PROBLEM DESCRIPTION - Check the listing that follows and work out how many lines include "join". The reply is that number alone.

EXTRACTED ENTRIES -
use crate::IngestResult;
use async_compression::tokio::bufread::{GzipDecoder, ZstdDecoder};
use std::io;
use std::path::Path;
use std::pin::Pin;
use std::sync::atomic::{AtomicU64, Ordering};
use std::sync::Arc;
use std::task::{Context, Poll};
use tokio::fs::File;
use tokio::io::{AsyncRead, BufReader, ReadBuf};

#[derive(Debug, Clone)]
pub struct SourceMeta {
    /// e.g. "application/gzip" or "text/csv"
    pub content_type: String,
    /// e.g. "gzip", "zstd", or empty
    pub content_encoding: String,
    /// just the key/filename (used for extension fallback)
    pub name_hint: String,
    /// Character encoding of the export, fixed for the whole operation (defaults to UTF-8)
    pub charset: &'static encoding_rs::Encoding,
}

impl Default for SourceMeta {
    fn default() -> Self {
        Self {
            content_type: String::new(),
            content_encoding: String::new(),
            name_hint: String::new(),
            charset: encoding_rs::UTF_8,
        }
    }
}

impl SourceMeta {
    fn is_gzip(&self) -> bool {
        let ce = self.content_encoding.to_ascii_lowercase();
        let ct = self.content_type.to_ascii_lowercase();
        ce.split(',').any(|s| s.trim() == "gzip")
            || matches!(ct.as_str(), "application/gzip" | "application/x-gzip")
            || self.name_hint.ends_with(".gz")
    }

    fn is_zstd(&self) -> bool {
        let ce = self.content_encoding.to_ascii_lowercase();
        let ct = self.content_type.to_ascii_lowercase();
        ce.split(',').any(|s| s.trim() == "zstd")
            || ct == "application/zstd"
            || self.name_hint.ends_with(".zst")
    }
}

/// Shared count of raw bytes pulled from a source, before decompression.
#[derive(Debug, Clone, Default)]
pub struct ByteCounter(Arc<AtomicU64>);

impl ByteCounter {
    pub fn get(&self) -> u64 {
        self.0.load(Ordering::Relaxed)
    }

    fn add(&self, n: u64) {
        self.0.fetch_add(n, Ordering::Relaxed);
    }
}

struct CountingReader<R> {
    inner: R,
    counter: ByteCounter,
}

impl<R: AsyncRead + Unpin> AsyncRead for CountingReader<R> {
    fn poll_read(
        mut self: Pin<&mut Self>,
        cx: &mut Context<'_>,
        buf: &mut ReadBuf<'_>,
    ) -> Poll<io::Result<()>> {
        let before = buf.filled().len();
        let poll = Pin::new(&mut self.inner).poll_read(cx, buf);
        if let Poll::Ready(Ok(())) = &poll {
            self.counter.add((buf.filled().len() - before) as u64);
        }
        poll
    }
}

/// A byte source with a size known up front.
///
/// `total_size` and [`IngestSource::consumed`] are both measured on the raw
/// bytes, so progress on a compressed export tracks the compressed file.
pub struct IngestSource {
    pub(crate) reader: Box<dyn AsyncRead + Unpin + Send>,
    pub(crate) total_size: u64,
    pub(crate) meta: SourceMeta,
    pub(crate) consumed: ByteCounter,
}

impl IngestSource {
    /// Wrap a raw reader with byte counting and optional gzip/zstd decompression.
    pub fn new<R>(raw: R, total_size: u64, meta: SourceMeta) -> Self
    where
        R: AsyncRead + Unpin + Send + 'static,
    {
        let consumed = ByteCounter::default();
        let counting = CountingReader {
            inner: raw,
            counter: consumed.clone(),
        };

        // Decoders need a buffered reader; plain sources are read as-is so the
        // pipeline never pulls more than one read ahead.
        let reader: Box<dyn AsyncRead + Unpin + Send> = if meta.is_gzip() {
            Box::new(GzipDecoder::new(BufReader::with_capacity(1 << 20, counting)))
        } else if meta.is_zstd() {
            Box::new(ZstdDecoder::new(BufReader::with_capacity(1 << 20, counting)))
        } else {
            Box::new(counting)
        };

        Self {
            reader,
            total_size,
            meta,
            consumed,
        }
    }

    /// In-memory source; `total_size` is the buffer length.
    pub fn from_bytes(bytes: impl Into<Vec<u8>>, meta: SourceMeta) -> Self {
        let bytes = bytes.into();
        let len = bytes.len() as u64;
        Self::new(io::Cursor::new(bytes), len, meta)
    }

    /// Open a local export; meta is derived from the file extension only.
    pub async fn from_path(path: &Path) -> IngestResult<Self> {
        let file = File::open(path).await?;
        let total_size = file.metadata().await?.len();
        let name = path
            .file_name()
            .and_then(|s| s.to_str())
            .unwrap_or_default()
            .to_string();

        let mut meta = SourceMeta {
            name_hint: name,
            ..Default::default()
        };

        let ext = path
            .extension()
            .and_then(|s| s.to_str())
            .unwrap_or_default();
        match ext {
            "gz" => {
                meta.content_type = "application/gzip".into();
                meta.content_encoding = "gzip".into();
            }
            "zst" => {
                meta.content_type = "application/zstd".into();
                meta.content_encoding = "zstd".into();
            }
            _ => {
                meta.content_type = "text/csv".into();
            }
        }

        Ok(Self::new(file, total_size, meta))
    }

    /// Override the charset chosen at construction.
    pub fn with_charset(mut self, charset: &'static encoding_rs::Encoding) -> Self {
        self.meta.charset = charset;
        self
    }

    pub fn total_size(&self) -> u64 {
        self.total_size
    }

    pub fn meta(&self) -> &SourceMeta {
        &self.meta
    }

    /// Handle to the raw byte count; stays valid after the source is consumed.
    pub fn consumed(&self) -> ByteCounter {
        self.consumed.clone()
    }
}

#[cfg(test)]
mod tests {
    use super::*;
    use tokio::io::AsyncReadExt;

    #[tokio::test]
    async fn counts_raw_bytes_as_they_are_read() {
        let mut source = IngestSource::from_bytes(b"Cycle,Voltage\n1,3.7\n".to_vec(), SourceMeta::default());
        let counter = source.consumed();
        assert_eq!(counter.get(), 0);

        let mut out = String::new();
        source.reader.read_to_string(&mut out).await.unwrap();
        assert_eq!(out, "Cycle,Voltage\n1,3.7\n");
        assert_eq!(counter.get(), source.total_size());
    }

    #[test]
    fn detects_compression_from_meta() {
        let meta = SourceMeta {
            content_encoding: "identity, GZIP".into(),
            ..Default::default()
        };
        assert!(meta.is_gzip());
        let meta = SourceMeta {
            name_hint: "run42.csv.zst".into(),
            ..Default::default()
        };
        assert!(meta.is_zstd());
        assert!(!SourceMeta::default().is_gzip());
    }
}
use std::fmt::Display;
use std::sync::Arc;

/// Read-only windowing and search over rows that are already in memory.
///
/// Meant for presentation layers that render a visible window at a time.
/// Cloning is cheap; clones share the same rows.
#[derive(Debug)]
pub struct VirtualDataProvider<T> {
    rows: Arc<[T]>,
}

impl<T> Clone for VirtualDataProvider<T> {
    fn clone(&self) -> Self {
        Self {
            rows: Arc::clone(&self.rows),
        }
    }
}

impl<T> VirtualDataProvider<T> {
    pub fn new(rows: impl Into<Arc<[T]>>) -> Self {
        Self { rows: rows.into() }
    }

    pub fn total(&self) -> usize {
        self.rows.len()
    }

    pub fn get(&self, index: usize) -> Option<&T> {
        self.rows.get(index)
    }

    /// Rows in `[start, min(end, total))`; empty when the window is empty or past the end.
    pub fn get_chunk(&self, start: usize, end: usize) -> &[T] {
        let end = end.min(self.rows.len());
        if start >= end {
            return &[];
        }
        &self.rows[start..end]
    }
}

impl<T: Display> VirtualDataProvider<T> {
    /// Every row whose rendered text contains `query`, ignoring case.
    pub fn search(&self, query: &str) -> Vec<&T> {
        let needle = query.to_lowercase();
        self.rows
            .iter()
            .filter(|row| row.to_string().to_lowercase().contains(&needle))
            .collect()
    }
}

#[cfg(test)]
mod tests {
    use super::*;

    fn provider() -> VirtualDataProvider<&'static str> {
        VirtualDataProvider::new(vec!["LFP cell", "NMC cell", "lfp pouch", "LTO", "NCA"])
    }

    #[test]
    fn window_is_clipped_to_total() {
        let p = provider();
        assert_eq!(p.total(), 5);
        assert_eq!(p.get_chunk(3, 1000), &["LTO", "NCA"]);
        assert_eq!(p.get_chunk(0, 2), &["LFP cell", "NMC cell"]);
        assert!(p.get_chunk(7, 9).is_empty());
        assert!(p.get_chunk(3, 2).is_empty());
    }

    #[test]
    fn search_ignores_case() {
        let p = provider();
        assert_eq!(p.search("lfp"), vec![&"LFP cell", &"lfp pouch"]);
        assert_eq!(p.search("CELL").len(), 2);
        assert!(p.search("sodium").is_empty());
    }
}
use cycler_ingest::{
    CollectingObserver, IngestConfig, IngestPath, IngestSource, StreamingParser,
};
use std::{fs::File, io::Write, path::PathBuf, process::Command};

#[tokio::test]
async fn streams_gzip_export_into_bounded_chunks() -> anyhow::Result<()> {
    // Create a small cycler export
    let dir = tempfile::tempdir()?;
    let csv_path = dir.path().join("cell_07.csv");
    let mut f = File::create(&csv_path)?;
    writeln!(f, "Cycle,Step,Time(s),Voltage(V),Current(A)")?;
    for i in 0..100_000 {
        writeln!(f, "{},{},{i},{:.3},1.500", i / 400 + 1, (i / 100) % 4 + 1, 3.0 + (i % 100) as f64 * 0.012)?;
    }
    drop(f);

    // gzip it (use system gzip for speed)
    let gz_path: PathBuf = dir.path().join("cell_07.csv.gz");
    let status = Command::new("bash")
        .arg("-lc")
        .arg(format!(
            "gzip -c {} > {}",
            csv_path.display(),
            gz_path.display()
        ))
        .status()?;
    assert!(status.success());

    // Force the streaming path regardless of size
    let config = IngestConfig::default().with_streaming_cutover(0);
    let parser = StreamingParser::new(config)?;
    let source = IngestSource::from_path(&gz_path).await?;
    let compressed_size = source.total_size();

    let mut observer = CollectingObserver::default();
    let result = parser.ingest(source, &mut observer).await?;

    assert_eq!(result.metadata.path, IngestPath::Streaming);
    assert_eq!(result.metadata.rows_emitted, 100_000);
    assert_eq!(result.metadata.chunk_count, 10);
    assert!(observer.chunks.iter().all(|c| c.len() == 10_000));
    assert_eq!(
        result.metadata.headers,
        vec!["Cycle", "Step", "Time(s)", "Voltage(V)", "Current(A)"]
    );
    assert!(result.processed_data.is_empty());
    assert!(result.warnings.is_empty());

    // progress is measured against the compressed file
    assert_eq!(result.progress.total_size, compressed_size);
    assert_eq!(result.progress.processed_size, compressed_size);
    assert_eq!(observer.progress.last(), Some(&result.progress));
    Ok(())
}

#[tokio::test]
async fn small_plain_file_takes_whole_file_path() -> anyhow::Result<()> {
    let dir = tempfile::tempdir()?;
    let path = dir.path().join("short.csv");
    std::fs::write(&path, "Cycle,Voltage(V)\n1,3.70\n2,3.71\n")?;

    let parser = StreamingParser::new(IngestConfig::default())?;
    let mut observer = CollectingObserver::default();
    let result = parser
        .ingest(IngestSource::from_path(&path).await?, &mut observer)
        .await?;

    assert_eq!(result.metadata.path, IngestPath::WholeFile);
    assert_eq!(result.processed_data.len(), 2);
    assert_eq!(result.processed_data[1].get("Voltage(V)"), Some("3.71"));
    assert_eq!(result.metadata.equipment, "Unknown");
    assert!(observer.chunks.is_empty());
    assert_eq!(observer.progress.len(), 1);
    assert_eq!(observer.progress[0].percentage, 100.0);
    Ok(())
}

SOLUTION TO THIS TASK - 3